PROBLEM:
Return only the final portion of the entries: the line with "assert_eq!(response.status(), StatusCode::BAD_REQUEST);" and every line after it, each one exact.

DATA FOR THIS TASK:
◆ ◆ ◆ ◆ ◆

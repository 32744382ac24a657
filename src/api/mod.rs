//! API layer - HTTP endpoints and shared types

pub mod health;
pub mod router;
pub mod state;
pub mod types;
pub mod v1;

pub use router::create_router_with_state;
pub use state::AppState;
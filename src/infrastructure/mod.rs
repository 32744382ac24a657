//! Infrastructure layer - storage backends, services, and logging

pub mod logging;
pub mod services;
pub mod storage;
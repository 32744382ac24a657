//! Storage trait definition

use std::fmt::Debug;

use async_trait::async_trait;

use crate::domain::DomainError;

use super::entity::StorageEntity;

/// Generic storage trait for CRUD operations on any entity type
#[async_trait]
pub trait Storage<E>: Send + Sync + Debug
where
    E: StorageEntity + 'static,
{
    /// Retrieves an entity by its key
    async fn get(&self, key: &E::Key) -> Result<Option<E>, DomainError>;

    /// Retrieves all entities
    async fn list(&self) -> Result<Vec<E>, DomainError>;

    /// Creates a new entity, returns error if already exists
    async fn create(&self, entity: E) -> Result<E, DomainError>;

    /// Updates an existing entity, returns error if not found
    async fn update(&self, entity: E) -> Result<E, DomainError>;

    /// Deletes an entity by its key, returns true if deleted
    async fn delete(&self, key: &E::Key) -> Result<bool, DomainError>;

    /// Checks if an entity exists by its key
    async fn exists(&self, key: &E::Key) -> Result<bool, DomainError> {
        Ok(self.get(key).await?.is_some())
    }

    /// Returns the count of entities
    async fn count(&self) -> Result<usize, DomainError> {
        Ok(self.list().await?.len())
    }

    /// Clears all entities (use with caution)
    async fn clear(&self) -> Result<(), DomainError>;
}
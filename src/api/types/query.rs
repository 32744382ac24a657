//! Custom query-string extractor that returns errors as JSON

use axum::{
    extract::FromRequestParts,
    http::{request::Parts, StatusCode},
    response::{IntoResponse, Response},
    Json as AxumJson,
};
use serde::de::DeserializeOwned;

use super::error::ApiErrorResponse;

/// Wrapper around `axum::extract::Query` whose rejections use our API
/// error format
#[derive(Debug, Clone, Copy, Default)]
pub struct Query<T>(pub T);

impl<T> Query<T> {
    /// Consume the extractor and return the inner value
    pub fn into_inner(self) -> T {
        self.0
    }
}

impl<T> std::ops::Deref for Query<T> {
    type Target = T;

    fn deref(&self) -> &Self::Target {
        &self.0
    }
}

/// Query rejection error that returns API error format
#[derive(Debug)]
pub struct QueryRejection {
    status: StatusCode,
    message: String,
}

impl IntoResponse for QueryRejection {
    fn into_response(self) -> Response {
        let response = ApiErrorResponse {
            detail: self.message,
        };

        (self.status, AxumJson(response)).into_response()
    }
}

impl<S, T> FromRequestParts<S> for Query<T>
where
    T: DeserializeOwned,
    S: Send + Sync,
{
    type Rejection = QueryRejection;

    async fn from_request_parts(parts: &mut Parts, state: &S) -> Result<Self, Self::Rejection> {
        match axum::extract::Query::<T>::from_request_parts(parts, state).await {
            Ok(axum::extract::Query(value)) => Ok(Query(value)),
            Err(rejection) => Err(QueryRejection {
                status: rejection.status(),
                message: format!("Invalid query parameters: {}", rejection.body_text()),
            }),
        }
    }
}

#[cfg(test)]
mod tests {
    use super::*;

    #[test]
    fn test_query_rejection_into_response() {
        let rejection = QueryRejection {
            status: StatusCode::BAD_REQUEST,
            message: "Test error".to_string(),
        };

        let response = rejection.into_response();
        assert_eq!(response.status(), StatusCode::BAD_REQUEST);
    }

    #[test]
    fn test_query_deref() {
        let query = Query(7usize);
        assert_eq!(*query, 7);
    }
}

◆ ◆ ◆ ◆ ◆

ANSWER SPACE:
        assert_eq!(response.status(), StatusCode::BAD_REQUEST);
    }

    #[test]
    fn test_query_deref() {
        let query = Query(7usize);
        assert_eq!(*query, 7);
    }
}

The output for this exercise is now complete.